## WORK TASK
Print the data that follows exactly as it stands, from its first line through the line containing "use super::penalty::PenaltyScorer;", and stop there.

Stored data
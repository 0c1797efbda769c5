//! Pluggable scoring contract and the default string-matching backend.

use crate::query::QueryComponents;
use crate::record::SearchCandidate;

use super::alignment::AlignmentScorer;
use super::error::ScoringError;
use super::penalty::PenaltyScorer;
use super::types::{MatchOutcome, PenaltyOutcome};

/// Scores one candidate against its query's decomposed components.
///
/// Both passes are exposed separately so callers can trace match and
/// penalty contributions independently. Implementations must be pure with
/// respect to their inputs: the pipeline may score query groups
/// concurrently.
pub trait CandidateScorer: Send + Sync {
    /// Positive alignment pass.
    fn score_match(
        &self,
        components: &QueryComponents,
        candidate: &SearchCandidate,
    ) -> Result<MatchOutcome, ScoringError>;

    /// Negative absence pass.
    fn score_penalty(
        &self,
        components: &QueryComponents,
        candidate: &SearchCandidate,
    ) -> Result<PenaltyOutcome, ScoringError>;
}

/// Deterministic scorer built on normalized substring matching.
#[derive(Debug, Default, Clone, Copy)]
pub struct StringMatchScorer {
    alignment: AlignmentScorer,
    penalty: PenaltyScorer,
}

impl StringMatchScorer {
    pub fn new() -> Self {
        Self {
            alignment: AlignmentScorer::new(),
            penalty: PenaltyScorer::new(),
        }
    }
}

impl CandidateScorer for StringMatchScorer {
    fn score_match(
        &self,
        components: &QueryComponents,
        candidate: &SearchCandidate,
    ) -> Result<MatchOutcome, ScoringError> {
        Ok(self.alignment.score(components, candidate))
    }

    fn score_penalty(
        &self,
        components: &QueryComponents,
        candidate: &SearchCandidate,
    ) -> Result<PenaltyOutcome, ScoringError> {
        Ok(self.penalty.score(components, candidate))
    }
}
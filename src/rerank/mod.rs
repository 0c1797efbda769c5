//! Group-wise reordering of scored candidates.
//!
//! The [`Reranker`] pipeline drives one pass: decompose each candidate's
//! query (memoized), score it with a [`CandidateScorer`], buffer per query
//! with the [`RankAggregator`], then emit each group in descending combined
//! score with a fresh 1-based rank.
//!
//! [`CandidateScorer`]: crate::scoring::CandidateScorer

pub mod aggregator;
pub mod error;
pub mod pipeline;
pub mod types;


pub use aggregator::RankAggregator;
pub use error::RerankError;
pub use pipeline::Reranker;
pub use types::{RankedGroup, RerankSummary, ScoredCandidate};
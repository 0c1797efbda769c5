//! Environment-backed configuration.
//!
//! Every setting has a default. Override with `DOCRANK_*` environment
//! variables.

pub mod error;


pub use error::ConfigError;

use std::env;
use std::path::PathBuf;

use crate::constants::{DEFAULT_CUTOFF_K, DEFAULT_QUERY_CACHE_CAPACITY};

/// Run configuration loaded from environment variables.
///
/// Use [`Config::from_env`] to read `DOCRANK_*` overrides on top of defaults.
#[derive(Debug, Clone)]
pub struct Config {
    /// Original-rank cutoff: candidates ranked beyond this are excluded
    /// from scoring. Default: `500`.
    pub cutoff_k: u32,

    /// Max entries in the query-decomposition cache. Default: `100`.
    pub query_cache_capacity: u64,

    /// JSONL input file with candidate records.
    pub input_path: Option<PathBuf>,

    /// JSONL output file for scored records.
    pub output_path: Option<PathBuf>,
}

impl Default for Config {
    fn default() -> Self {
        Self {
            cutoff_k: DEFAULT_CUTOFF_K,
            query_cache_capacity: DEFAULT_QUERY_CACHE_CAPACITY,
            input_path: None,
            output_path: None,
        }
    }
}

impl Config {
    const ENV_CUTOFF_K: &'static str = "DOCRANK_CUTOFF_K";
    const ENV_QUERY_CACHE_CAPACITY: &'static str = "DOCRANK_QUERY_CACHE_CAPACITY";
    const ENV_INPUT_PATH: &'static str = "DOCRANK_INPUT_PATH";
    const ENV_OUTPUT_PATH: &'static str = "DOCRANK_OUTPUT_PATH";

    /// Loads configuration from environment variables (falling back to
    /// defaults).
    pub fn from_env() -> Result<Self, ConfigError> {
        let defaults = Self::default();

        let cutoff_k = Self::parse_cutoff_from_env(defaults.cutoff_k)?;
        let query_cache_capacity =
            Self::parse_u64_from_env(Self::ENV_QUERY_CACHE_CAPACITY, defaults.query_cache_capacity);
        let input_path = Self::parse_optional_path_from_env(Self::ENV_INPUT_PATH);
        let output_path = Self::parse_optional_path_from_env(Self::ENV_OUTPUT_PATH);

        Ok(Self {
            cutoff_k,
            query_cache_capacity,
            input_path,
            output_path,
        })
    }

    /// Validates paths and basic invariants (does not create files).
    pub fn validate(&self) -> Result<(), ConfigError> {
        if let Some(ref path) = self.input_path {
            if !path.exists() {
                return Err(ConfigError::PathNotFound { path: path.clone() });
            }
            if !path.is_file() {
                return Err(ConfigError::NotAFile { path: path.clone() });
            }
        }

        if let Some(ref path) = self.output_path {
            if let Some(parent) = path.parent() {
                if !parent.as_os_str().is_empty() && !parent.is_dir() {
                    return Err(ConfigError::NotADirectory {
                        path: parent.to_path_buf(),
                    });
                }
            }
        }

        Ok(())
    }

    fn parse_cutoff_from_env(default: u32) -> Result<u32, ConfigError> {
        match env::var(Self::ENV_CUTOFF_K) {
            Ok(value) => {
                let cutoff: u32 =
                    value
                        .parse()
                        .map_err(|e| ConfigError::CutoffParseError {
                            value: value.clone(),
                            source: e,
                        })?;

                if cutoff == 0 {
                    return Err(ConfigError::InvalidCutoff { value });
                }

                Ok(cutoff)
            }
            Err(_) => Ok(default),
        }
    }

    fn parse_optional_path_from_env(var_name: &str) -> Option<PathBuf> {
        env::var(var_name)
            .ok()
            .map(|v| v.trim().to_string())
            .filter(|v| !v.is_empty())
            .map(PathBuf::from)
    }

    fn parse_u64_from_env(var_name: &str, default: u64) -> u64 {
        env::var(var_name)
            .ok()
            .and_then(|v| v.parse().ok())
            .unwrap_or(default)
    }
}
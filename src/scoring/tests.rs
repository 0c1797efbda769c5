use super::*;
use crate::query::QueryComponents;
use crate::record::SearchCandidate;

fn full_components() -> QueryComponents {
    QueryComponents {
        company_name: Some("Brookline Bancorp Inc".to_string()),
        country: Some("USA".to_string()),
        year: Some("2022".to_string()),
        report_type: Some("10-K/A".to_string()),
    }
}

fn candidate(title: &str, snippet: &str) -> SearchCandidate {
    SearchCandidate {
        query: "Brookline Bancorp Inc USA 2022 10-K/A".to_string(),
        rank: 1,
        title: title.to_string(),
        link: String::new(),
        snippet: snippet.to_string(),
        metatags_title: String::new(),
        subject: String::new(),
        creationdate: String::new(),
    }
}

#[test]
fn test_weight_table_sums_to_fifteen() {
    assert_eq!(weight_sum(), 15.0);
}

#[test]
fn test_company_name_in_title_contributes_sixteen() {
    let scorer = AlignmentScorer::new();
    let outcome = scorer.score(&full_components(), &candidate("Brookline Bancorp Inc", ""));

    assert_eq!(outcome.score, 16.0);
    assert!(outcome.rationale.contains("company_name"));
    assert!(outcome.rationale.contains("title"));
}

#[test]
fn test_company_name_in_two_fields_contributes_twice() {
    let scorer = AlignmentScorer::new();
    let outcome = scorer.score(
        &full_components(),
        &candidate("Brookline Bancorp Inc", "Brookline Bancorp Inc filing"),
    );

    assert_eq!(outcome.score, 32.0);
}

#[test]
fn test_match_is_punctuation_and_case_insensitive() {
    let scorer = AlignmentScorer::new();
    // "10-K/A" normalizes to "10ka", which appears inside the title after
    // its own normalization.
    let outcome = scorer.score(&full_components(), &candidate("FORM 10-K/A 2022", ""));

    // report_type (8) + year (4) both match the title.
    assert_eq!(outcome.score, 12.0);
}

#[test]
fn test_no_matches_scores_zero() {
    let scorer = AlignmentScorer::new();
    let outcome = scorer.score(&full_components(), &candidate("unrelated", "nothing here"));

    assert_eq!(outcome.score, 0.0);
    assert!(outcome.rationale.is_empty());
}

#[test]
fn test_full_absence_penalty_is_minus_fifteen() {
    let scorer = PenaltyScorer::new();
    let outcome = scorer.score(&full_components(), &candidate("unrelated", "nothing here"));

    assert_eq!(outcome.score, -15.0);
    assert!(outcome.rationale.contains("company_name"));
    assert!(outcome.rationale.contains("country"));
    assert!(outcome.rationale.contains("year"));
    assert!(outcome.rationale.contains("report_type"));
}

#[test]
fn test_present_component_is_not_penalized() {
    let scorer = PenaltyScorer::new();
    let outcome = scorer.score(&full_components(), &candidate("Brookline Bancorp Inc 2022", ""));

    // company_name and year found; report_type (4) and country (1) missing.
    assert_eq!(outcome.score, -5.0);
    assert!(!outcome.rationale.contains("company_name"));
}

#[test]
fn test_empty_components_are_skipped_by_both_passes() {
    let components = QueryComponents {
        company_name: Some("Acme".to_string()),
        country: None,
        year: None,
        report_type: None,
    };

    let match_outcome = AlignmentScorer::new().score(&components, &candidate("unrelated", ""));
    assert_eq!(match_outcome.score, 0.0);

    let penalty_outcome = PenaltyScorer::new().score(&components, &candidate("unrelated", ""));
    // Only the one populated component is penalized.
    assert_eq!(penalty_outcome.score, -8.0);
}

#[test]
fn test_string_match_scorer_combines_both_passes() {
    let scorer = StringMatchScorer::new();
    let components = full_components();
    let candidate = candidate("Brookline Bancorp Inc", "");

    let m = scorer.score_match(&components, &candidate).unwrap();
    let p = scorer.score_penalty(&components, &candidate).unwrap();

    assert_eq!(m.score, 16.0);
    // report_type (4), year (2), country (1) absent.
    assert_eq!(p.score, -7.0);
    assert_eq!(m.score + p.score, 9.0);
}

## RESPONSE
repository 0c1797efbda769c5
//! Pluggable scoring contract and the default string-matching backend.

use crate::query::QueryComponents;
use crate::record::SearchCandidate;

use super::alignment::AlignmentScorer;
use super::error::ScoringError;
use super::penalty::PenaltyScorer;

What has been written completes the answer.